Throughout this article, and elsewhere on this wiki, we use the following terms:
- A software component is a program, such as a plugin, or a library of reusable functions. Components are typically designed to work together, and combined to form a software application such as ImageJ. In Maven terms, a component is a single artifact, typically a JAR file.
- A software project is a more general term referring to either a single component or a collection of related components. For example, the phrase “ImageJ project” refers to several components including ImageJ Common, ImageJ Ops, ImageJ Legacy and the ImageJ Updater.
- The SciJava component collection is the set of all components managed by the
pom-scijavaBill of Materials. Such SciJava components reside across several different architectural layers. See “Bill of Materials” below for details.
- SciJava core components are SciJava components of the SciJava component layer itself. See “Organizational structure” below.
- The ImageJ software stack is the set of components upon which ImageJ is built. It includes components from the SciJava, ImgLib2, ImageJ and SCIFIO foundational layers; see “Organizational structure” and “Core libraries” below for details.
SciJava project structure
- scijava - for SciJava core components: general-purpose, non-image-specific libraries.

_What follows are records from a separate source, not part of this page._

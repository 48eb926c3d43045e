//! Seams to the row store and the object store.
//!
//! The pipeline only ever talks to these traits; the Google-backed
//! implementations live in [`super::sheets`] and [`super::drive`].

use async_trait::async_trait;

use super::models::{ObjectRef, Row, RowId};
use crate::error::Result;

#[async_trait]
pub trait RowStore: Send + Sync {
    /// Column names, in column order.
    async fn header(&self) -> Result<Vec<String>>;

    /// Every data row, in store order.
    async fn list_rows(&self) -> Result<Vec<Row>>;

    async fn update_cell(&self, row: RowId, column: &str, value: &str) -> Result<()>;

    /// Append one row whose cells follow [`RowStore::header`] order.
    async fn append_row(&self, values: Vec<String>) -> Result<RowId>;
}

#[async_trait]
pub trait ObjectStore: Send + Sync {
    /// Create a new object and return its id.
    async fn upload(&self, bytes: Vec<u8>, name: &str, mime: &str, folder: &str) -> Result<String>;

    async fn download(&self, id: &str) -> Result<Vec<u8>>;

    /// Overwrite the content of an existing object, keeping its id.
    async fn replace(&self, id: &str, bytes: Vec<u8>, mime: &str) -> Result<()>;

    async fn find_by_name_prefix(&self, prefix: &str, folder: &str) -> Result<Vec<ObjectRef>>;
}
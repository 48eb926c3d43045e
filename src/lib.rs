//! Survey record intake and report generation.
//!
//! Rows collected from the field survey app live in a spreadsheet; each run
//! renders the pending ones into a single multi-sheet report workbook.

pub mod api;
pub mod cli;
pub mod commands;
pub mod config;
pub mod error;
pub mod intake;
pub mod report;
pub mod reset;

pub use error::{Error, Result};
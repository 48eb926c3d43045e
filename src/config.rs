//! Environment and settings-file configuration.

use log::{debug, info};
use serde::{Deserialize, Serialize};
use std::fs;
use std::path::{Path, PathBuf};

use crate::api::auth::Credentials;
use crate::api::models::StatusLabels;
use crate::error::{Error, Result};
use crate::report::filler::SheetLayout;

pub const DEFAULT_SHEET_NAME: &str = "Tabla_Maestra_Pozos";

/// Where the remote collaborators live and how to reach them.
#[derive(Debug, Clone)]
pub struct RemoteConfig {
    pub credentials: Credentials,
    pub sheet_id: String,
    pub sheet_name: String,
    pub photo_folder_id: Option<String>,
    pub reports_folder_id: Option<String>,
    pub template_object_id: Option<String>,
    pub report_object_id: Option<String>,
}

impl RemoteConfig {
    /// Read the process environment, seeded from `.env` when present.
    pub fn from_env() -> Result<Self> {
        dotenvy::dotenv().ok();
        Self::from_lookup(|key| std::env::var(key).ok())
    }

    pub fn from_lookup<F>(lookup: F) -> Result<Self>
    where
        F: Fn(&str) -> Option<String>,
    {
        let get = |key: &str| lookup(key).map(|v| v.trim().to_string()).filter(|v| !v.is_empty());

        let credentials = match (get("GOOGLE_CREDENTIALS_JSON"), get("GOOGLE_ACCESS_TOKEN")) {
            (Some(json), _) => Credentials::from_json(&json)?,
            (None, Some(token)) => Credentials::AccessToken(token),
            (None, None) => {
                return Err(Error::Auth(
                    "neither GOOGLE_CREDENTIALS_JSON nor GOOGLE_ACCESS_TOKEN is set".to_string(),
                ));
            }
        };

        let sheet_id = get("SHEET_ID")
            .ok_or_else(|| Error::Config("SHEET_ID environment variable not set".to_string()))?;

        Ok(Self {
            credentials,
            sheet_id,
            sheet_name: get("SHEET_NAME").unwrap_or_else(|| DEFAULT_SHEET_NAME.to_string()),
            photo_folder_id: get("DRIVE_FOLDER_ID"),
            reports_folder_id: get("REPORTS_FOLDER_ID"),
            template_object_id: get("TEMPLATE_OBJECT_ID").or_else(|| get("MASTER_REPORT_ID")),
            report_object_id: get("REPORT_OBJECT_ID"),
        })
    }

    /// Template and output locations for a generation run.
    ///
    /// Without `REPORT_OBJECT_ID` the template object is the master report
    /// and new sheets are appended to it in place.
    pub fn report_targets(&self) -> Result<ReportTargets> {
        let template = self.template_object_id.clone().ok_or_else(|| {
            Error::Config("TEMPLATE_OBJECT_ID (or MASTER_REPORT_ID) not set".to_string())
        })?;
        let output = self.report_object_id.clone().unwrap_or_else(|| template.clone());
        Ok(ReportTargets { template, output })
    }

    pub fn photo_folder(&self) -> Result<&str> {
        self.photo_folder_id
            .as_deref()
            .ok_or_else(|| Error::Config("DRIVE_FOLDER_ID not set".to_string()))
    }
}

#[derive(Debug, Clone, PartialEq, Eq)]
pub struct ReportTargets {
    pub template: String,
    pub output: String,
}

/// Rendering knobs from the optional settings file.
#[derive(Debug, Clone, PartialEq, Serialize, Deserialize)]
#[serde(default)]
pub struct Settings {
    pub font_path: Option<PathBuf>,
    pub placeholder_path: Option<PathBuf>,
    pub status_column: String,
    pub pending_label: String,
    pub generated_label: String,
    pub identifier_field: String,
    pub connections_width_px: u32,
    pub observations_width: usize,
}

impl Default for Settings {
    fn default() -> Self {
        let labels = StatusLabels::default();
        let layout = SheetLayout::default();
        Self {
            font_path: None,
            placeholder_path: Some(PathBuf::from("esquema_placeholder.png")),
            status_column: labels.column,
            pending_label: labels.pending,
            generated_label: labels.generated,
            identifier_field: "pozo_numero".to_string(),
            connections_width_px: layout.connections_width_px,
            observations_width: layout.observations_width,
        }
    }
}

impl Settings {
    pub fn default_path() -> Option<PathBuf> {
        dirs::config_dir().map(|dir| dir.join("survey-reports").join("settings.toml"))
    }

    /// Load `path`, or the default location. A missing file yields defaults.
    pub fn load(path: Option<&Path>) -> Result<Self> {
        let path = match path.map(Path::to_path_buf).or_else(Self::default_path) {
            Some(path) => path,
            None => {
                debug!("No config directory, using default settings");
                return Ok(Self::default());
            }
        };

        if !path.exists() {
            info!("Settings file {:?} doesn't exist, using defaults", path);
            return Ok(Self::default());
        }

        let content = fs::read_to_string(&path)
            .map_err(|e| Error::Config(format!("failed to read {:?}: {}", path, e)))?;
        let settings: Settings = toml::from_str(&content)
            .map_err(|e| Error::Config(format!("failed to parse {:?}: {}", path, e)))?;
        settings.validate()?;

        debug!("Loaded settings from {:?}", path);
        Ok(settings)
    }

    pub fn validate(&self) -> Result<()> {
        if self.status_column.trim().is_empty() {
            return Err(Error::Config("status_column must not be empty".to_string()));
        }
        if self.pending_label == self.generated_label {
            return Err(Error::Config(
                "pending_label and generated_label must differ".to_string(),
            ));
        }
        if self.connections_width_px == 0 || self.observations_width == 0 {
            return Err(Error::Config("widths must be positive".to_string()));
        }
        Ok(())
    }

    pub fn status_labels(&self) -> StatusLabels {
        StatusLabels {
            column: self.status_column.clone(),
            pending: self.pending_label.clone(),
            generated: self.generated_label.clone(),
        }
    }

    pub fn sheet_layout(&self) -> SheetLayout {
        SheetLayout {
            connections_width_px: self.connections_width_px,
            observations_width: self.observations_width,
            ..SheetLayout::default()
        }
    }
}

- imglib - for ImgLib2 components: flexible N-dimensional image processing.
- imagej - for ImageJ components: metadata-rich image library and application.
- scifio - for SCIFIO components: scientific image I/O and file formats.
Each organization contains several related components under its respective umbrella: a core library (see below) and several extensions. In social terms, each organization represents a collection of conceptually related components developed by a distinct team of developers.
Additional organizations can further extend this structure. For example, the Fiji project has several organizations as follows:
- fiji - for Fiji components
- bigdataviewer - for BigDataViewer components
- trakem2 - for TrakEM2 components
Furthermore, many groups maintain their own GitHub organizations with components built on SciJava et al. Here are a few examples:
- LOCI – uw-loci
- FLIMJ – flimlib
- DAIS – TrnDy
- Florian Jug – juglab
- Stephan Saalfeld – saalfeldlab
- StephanPreibisch – PreibischLab
- <your organization here!>
The diagram on the right shows organizational relationships between SciJava software components.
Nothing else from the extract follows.